We settle the complexity of satisfiability, finite-state satisfiability, and model-checking for generalized HyperLTL with stuttering and contexts, an expressive logic for the specification of asynchronous hyperproperties. Such properties cannot be specified in HyperLTL, as it is restricted to synchronous hyperproperties. Nevertheless, we prove that satisfiability is $Σ_1^1$-complete and thus not harder than for HyperLTL. On the other hand, we prove that model-checking and finite-state satisfiability are equivalent to truth in second-order arithmetic, and thus much harder than the decidable HyperLTL model-checking problem and the $Σ_0^1$-complete HyperLTL finite-state satisfiability problem. The lower bounds for the model-checking and finite-state satisfiability problems hold even when only allowing stuttering or only allowing contexts.

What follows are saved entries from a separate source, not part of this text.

//! Structured webtoon script pipeline: writer, rubric evaluator, rewriter.
//!
//! The writer and rewriter are generative and their JSON replies pass
//! through extraction and schema repair before anything else sees them.
//! The evaluator is a deterministic rubric, faster and more reproducible
//! than asking a model to judge a structure it just emitted.

use crate::engine::RevisionSteps;
use crate::generate::{call_driver, step_request};
use crate::{WorkflowSettings, extraction, prompts, repair};
use async_trait::async_trait;
use hogarth_core::{Evaluation, ScriptGenre, WebtoonScript};
use hogarth_error::{HogarthResult, ScriptError, ScriptErrorKind};
use hogarth_interface::Driver;
use std::collections::BTreeMap;
use std::sync::Arc;

/// Submission payload for a script run.
#[derive(Debug, Clone, serde::Serialize)]
pub struct ScriptInput {
    /// Source story prose to convert
    pub story: String,
    /// Visual genre selection
    pub genre: ScriptGenre,
}

/// Step set for the structured script pipeline.
pub struct ScriptSteps {
    driver: Arc<dyn Driver>,
    settings: WorkflowSettings,
}

impl ScriptSteps {
    /// Create the script step set.
    pub fn new(driver: Arc<dyn Driver>, settings: WorkflowSettings) -> Self {
        Self { driver, settings }
    }

    /// Run a generative reply through extraction, repair and typing.
    fn script_from_reply(&self, reply: &str) -> HogarthResult<WebtoonScript> {
        let payload = extraction::extract_json(reply)?;
        let raw = extraction::parse_value(&payload)?;
        let (repaired, report) = repair::repair_script(raw)?;
        if !report.is_empty() {
            tracing::info!(
                repairs = report.len(),
                lossy = report.lossy_count(),
                "Generator script needed repair"
            );
        }
        // Repair guarantees the required-field contract, so a failure here
        // is a schema drift defect, not generator flakiness.
        serde_json::from_value(repaired).map_err(|e| {
            ScriptError::new(ScriptErrorKind::SchemaMismatch(format!(
                "repaired script failed typing: {e}"
            )))
            .into()
        })
    }
}

#[async_trait]
impl RevisionSteps for ScriptSteps {
    type Input = ScriptInput;
    type Artifact = WebtoonScript;

    #[tracing::instrument(skip(self, input), fields(genre = %input.genre, story_chars = input.story.len()))]
    async fn write(&self, input: &Self::Input) -> HogarthResult<WebtoonScript> {
        let prompt = prompts::script_writer_prompt(&input.story, input.genre);
        let reply = call_driver(
            &self.driver,
            &step_request(prompt, &self.settings),
            self.settings.step_timeout(),
        )
        .await?;
        let script = self.script_from_reply(&reply)?;
        tracing::info!(
            characters = script.characters.len(),
            panels = script.panels.len(),
            "Webtoon script written"
        );
        Ok(script)
    }

    #[tracing::instrument(skip(self, artifact), fields(panels = artifact.panels.len()))]
    async fn evaluate(&self, artifact: &WebtoonScript) -> HogarthResult<Evaluation> {
        Ok(rubric_evaluate(artifact, &self.settings))
    }

    #[tracing::instrument(skip(self, input, artifact, evaluation))]
    async fn rewrite(
        &self,
        input: &Self::Input,
        artifact: &WebtoonScript,
        evaluation: &Evaluation,
    ) -> HogarthResult<WebtoonScript> {
        let script_json = serde_json::to_string_pretty(artifact).map_err(|e| {
            hogarth_error::JsonError::new(format!("failed to serialize script for rewrite: {e}"))
        })?;
        let prompt =
            prompts::script_rewriter_prompt(&script_json, &evaluation.feedback, &input.story);
        let reply = call_driver(
            &self.driver,
            &step_request(prompt, &self.settings),
            self.settings.step_timeout(),
        )
        .await?;
        let script = self.script_from_reply(&reply)?;
        tracing::info!(panels = script.panels.len(), "Webtoon script rewritten");
        Ok(script)
    }
}

/// Score a script against the deterministic quality rubric.
///
/// Criteria and weights: scene count 30%, dialogue coverage 25%, visual
/// prompt completeness 20%, character consistency 15%, shot variety 10%.
/// The feedback string is written for the rewriter: imperative, specific,
/// panel numbers named.
pub fn rubric_evaluate(script: &WebtoonScript, settings: &WorkflowSettings) -> Evaluation {
    let panels = &script.panels;
    let num_panels = panels.len();
    let min_scenes = *settings.min_scenes() as usize;
    let max_scenes = *settings.max_scenes() as usize;

    let mut issues = Vec::new();
    let mut feedback_parts = Vec::new();
    let mut subscores = BTreeMap::new();

    // Scene count (30%)
    let scene_score = if num_panels < min_scenes {
        issues.push(format!(
            "Only {num_panels} scenes. Need {min_scenes}-{max_scenes}."
        ));
        feedback_parts.push(format!(
            "ADD {} MORE SCENES. Current: {num_panels}, required: {min_scenes}-{max_scenes}. \
             Add development and resolution beats.",
            min_scenes - num_panels
        ));
        (num_panels as f32 / min_scenes as f32) * 10.0
    } else if num_panels > max_scenes {
        issues.push(format!("Too many scenes: {num_panels}. Max is {max_scenes}."));
        feedback_parts.push(format!(
            "REDUCE scenes to {max_scenes}. Combine similar beats."
        ));
        (10.0 - ((num_panels - max_scenes) as f32 * 2.0)).max(0.0)
    } else {
        10.0
    };
    subscores.insert("scene_count".to_string(), scene_score);

    // Dialogue coverage (25%)
    let with_dialogue = panels.iter().filter(|p| p.has_dialogue()).count();
    let dialogue_ratio = if num_panels > 0 {
        with_dialogue as f32 / num_panels as f32
    } else {
        0.0
    };
    let required_coverage = *settings.dialogue_coverage();
    let dialogue_score = if dialogue_ratio < required_coverage {
        issues.push(format!(
            "Only {with_dialogue}/{num_panels} scenes have dialogue \
             ({:.0}%). Need {:.0}%+.",
            dialogue_ratio * 100.0,
            required_coverage * 100.0
        ));
        let silent: Vec<u32> = panels
            .iter()
            .filter(|p| !p.has_dialogue())
            .map(|p| p.panel_number)
            .take(5)
            .collect();
        feedback_parts.push(format!(
            "ADD DIALOGUE to panels: {silent:?}. Every scene should have character interaction."
        ));
        (dialogue_ratio / required_coverage) * 10.0
    } else {
        10.0
    };
    subscores.insert("dialogue_coverage".to_string(), dialogue_score);

    // Visual prompt completeness (20%)
    let min_prompt_chars = *settings.min_prompt_chars();
    let short_prompts: Vec<u32> = panels
        .iter()
        .filter(|p| p.visual_prompt.len() < min_prompt_chars)
        .map(|p| p.panel_number)
        .collect();
    let prompt_score = if short_prompts.is_empty() {
        10.0
    } else {
        issues.push(format!(
            "{} panels have incomplete visual prompts.",
            short_prompts.len()
        ));
        feedback_parts.push(format!(
            "EXPAND visual_prompt for panels {:?}. Each prompt should be \
             {min_prompt_chars}-250 characters covering shot framing, environment, \
             character placement, lighting and atmosphere.",
            short_prompts.iter().take(3).collect::<Vec<_>>()
        ));
        ((num_panels - short_prompts.len()) as f32 / num_panels as f32) * 10.0
    };
    subscores.insert("visual_prompt".to_string(), prompt_score);

    // Character consistency (15%)
    let roster: std::collections::HashSet<&str> =
        script.characters.iter().map(|c| c.name.as_str()).collect();
    let mut unknown: Vec<&str> = panels
        .iter()
        .flat_map(|p| p.active_character_names.iter())
        .map(String::as_str)
        .filter(|name| !roster.contains(name))
        .collect();
    unknown.sort_unstable();
    unknown.dedup();
    let consistency_score = if unknown.is_empty() {
        10.0
    } else {
        issues.push(format!(
            "Characters in scenes not defined: {:?}",
            unknown.iter().take(3).collect::<Vec<_>>()
        ));
        feedback_parts.push(format!(
            "ADD character definitions for: {unknown:?}. Or use existing \
             character names consistently."
        ));
        (10.0 - unknown.len() as f32 * 2.0).max(0.0)
    };
    subscores.insert("character_consistency".to_string(), consistency_score);

    // Shot variety as a story-structure proxy (10%)
    let structure_score = if num_panels >= 8 {
        let mut shots: Vec<&str> = panels
            .iter()
            .map(|p| p.shot_type.as_str())
            .filter(|s| !s.is_empty())
            .collect();
        shots.sort_unstable();
        shots.dedup();
        if shots.len() < 3 {
            issues.push("Limited shot variety. Use more diverse shot types.".to_string());
            feedback_parts.push(
                "ADD SHOT VARIETY: mix wide shots, medium shots, close-ups and \
                 extreme close-ups across the story."
                    .to_string(),
            );
            5.0
        } else {
            10.0
        }
    } else {
        (num_panels as f32 / 8.0) * 10.0
    };
    subscores.insert("story_structure".to_string(), structure_score);

    let final_score = scene_score * 0.30
        + dialogue_score * 0.25
        + prompt_score * 0.20
        + consistency_score * 0.15
        + structure_score * 0.10;
    let final_score = (final_score * 100.0).round() / 100.0;

    let feedback = if feedback_parts.is_empty() {
        "Script meets all quality criteria.".to_string()
    } else {
        let mut text = "ISSUES TO FIX:".to_string();
        for part in &feedback_parts {
            text.push_str("\n- ");
            text.push_str(part);
        }
        text
    };

    tracing::info!(
        score = final_score,
        panels = num_panels,
        dialogue_ratio,
        issues = issues.len(),
        "Script rubric evaluation complete"
    );

    Evaluation::new(final_score, feedback)
        .with_issues(issues)
        .with_subscores(subscores)
}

翻译：我们确定了具有停滞和上下文的广义HyperLTL的可满足性、有限状态可满足性和模型检测的复杂性，这是一种用于指定异步超性质的表达性逻辑。此类性质无法在HyperLTL中指定，因为HyperLTL仅限于同步超性质。尽管如此，我们证明了可满足性是$Σ_1^1$-完全的，因此并不比HyperLTL更困难。另一方面，我们证明了模型检测和有限状态可满足性等价于二阶算术中的真值，因此比可判定的HyperLTL模型检测问题和$Σ_0^1$-完全的HyperLTL有限状态可满足性问题困难得多。模型检测和有限状态可满足性问题的下界即使在仅允许停滞或仅允许上下文的情况下仍然成立。